Feito originalmente como piloto de uma série de TV, Lynch almejou a Cidade dos Sonhos o mesmo sucesso e consagração que conseguiu seu renomado seriado “Twin Peaks”, durante a década de 90. De imediato, o projeto foi recusado pelas produtoras, e o argumento criado por Lynch foi guardado, até que o momento que o cineasta teve a oportunidade de apresentá-lo nas telonas. Então, com alguns retoques, lapidações e metamorfoses, Cidade dos Sonhos estreou no início da década passada adquirindo um considerável sucesso, e logo passou a ser cultuado perante o público.

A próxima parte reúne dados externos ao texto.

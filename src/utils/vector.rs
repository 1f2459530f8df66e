use crate::types::Coordinate;
use std::ops::{Add, Mul, Sub};

/// Cartesian vector, used for points on the unit sphere
///
/// The x axis points at (0°, 0°), y at (0°, 90°E) and z at the north pole.
#[derive(Debug, Clone, Copy, PartialEq)]
pub(crate) struct Vec3 {
    pub x: f64,
    pub y: f64,
    pub z: f64,
}

impl Vec3 {
    /// Unit vector for a coordinate in degrees
    pub fn from_coordinate(coordinate: Coordinate) -> Self {
        let (lat, lon) = coordinate.to_radians();
        Self {
            x: lat.cos() * lon.cos(),
            y: lat.cos() * lon.sin(),
            z: lat.sin(),
        }
    }

    /// Direction of this vector as a coordinate in degrees
    ///
    /// Does not need to be normalized. At the poles longitude comes out as 0.
    pub fn to_coordinate(self) -> Coordinate {
        let lat = self.z.atan2(self.x.hypot(self.y));
        let lon = self.y.atan2(self.x);
        Coordinate::new(lat.to_degrees(), lon.to_degrees())
    }

    pub fn norm(self) -> f64 {
        self.x.hypot(self.y).hypot(self.z)
    }

    /// Angle to `other` in radians, both being unit vectors
    ///
    /// Uses the chords, `2·atan2(|a−b|, |a+b|)`, which stays accurate right up
    /// to 0 and PI where `acos` of the dot product does not.
    pub fn angle_to(self, other: Vec3) -> f64 {
        2.0 * (self - other).norm().atan2((self + other).norm())
    }
}

impl Add for Vec3 {
    type Output = Vec3;

    fn add(self, rhs: Vec3) -> Vec3 {
        Vec3 {
            x: self.x + rhs.x,
            y: self.y + rhs.y,
            z: self.z + rhs.z,
        }
    }
}

impl Sub for Vec3 {
    type Output = Vec3;

    fn sub(self, rhs: Vec3) -> Vec3 {
        Vec3 {
            x: self.x - rhs.x,
            y: self.y - rhs.y,
            z: self.z - rhs.z,
        }
    }
}

impl Mul<f64> for Vec3 {
    type Output = Vec3;

    fn mul(self, rhs: f64) -> Vec3 {
        Vec3 {
            x: self.x * rhs,
            y: self.y * rhs,
            z: self.z * rhs,
        }
    }
}
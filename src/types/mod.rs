mod bearing;
mod bounding_box;
mod coordinate;
mod path;

pub use bearing::*;
pub use bounding_box::*;
pub use coordinate::*;
pub use path::*;
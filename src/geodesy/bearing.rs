use crate::error::Result;
use crate::geodesy::distance::haversine_angle;
use crate::types::{Bearing, Coordinate};
use crate::utils::angle::ANGLE_EPSILON;
use tracing::debug;

/// Initial and final compass bearings from `from` towards `to`
///
/// The initial bearing is the forward azimuth at `from`. The final bearing is
/// its reciprocal, `(initial + 180) mod 360`; use [`final_bearing_true`] for
/// the actual azimuth on arrival.
///
/// Coincident points have no defined direction. Their initial bearing is
/// reported as `0` (and the final bearing as `180`) instead of failing.
///
/// # Errors
///
/// [`crate::Error::InvalidCoordinate`] if either input is out of range.
pub fn bearing(from: Coordinate, to: Coordinate) -> Result<Bearing> {
    from.validate()?;
    to.validate()?;

    if haversine_angle(from, to) <= ANGLE_EPSILON {
        debug!(%from, %to, "Bearing between coincident points is undefined, using 0");
        return Ok(Bearing::from_initial(0.0));
    }

    Ok(Bearing::from_initial(forward_azimuth(from, to)))
}

/// Alias of [`bearing`] matching the other `compute_*` entry points
pub fn compute_bearing(from: Coordinate, to: Coordinate) -> Result<Bearing> {
    bearing(from, to)
}

/// Azimuth of travel when arriving at `to`, in degrees within `[0, 360)`
///
/// Computed from the reverse leg: the forward azimuth from `to` back to
/// `from`, turned around. Unlike [`Bearing::final_bearing`] this follows the
/// curvature of the great circle. Coincident points yield `180`, consistent
/// with [`bearing`].
pub fn final_bearing_true(from: Coordinate, to: Coordinate) -> Result<f64> {
    let reverse = bearing(to, from)?;
    Ok(reverse.final_bearing)
}

/// Forward azimuth in degrees within `[-180, 180]`
fn forward_azimuth(from: Coordinate, to: Coordinate) -> f64 {
    let (lat1, lon1) = from.to_radians();
    let (lat2, lon2) = to.to_radians();
    let dlon = lon2 - lon1;

    let x = dlon.sin() * lat2.cos();
    let y = lat1.cos() * lat2.sin() - lat1.sin() * lat2.cos() * dlon.cos();

    x.atan2(y).to_degrees()
}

Assim como para os espectadores, Cidade dos Sonhos foi um divisor de águas diante da crítica. Uns consideravam este uma obra de arte criada por Lynch, outros, porém, apontaram-no como uma farsa, uma artimanha barata de seu diretor para confundir o público. Seja para o bem ou para o mal, o filme gerou calorosas discussões por tocou seus pés, e consequentemente aumentou mais seu reconhecimento e repercussão.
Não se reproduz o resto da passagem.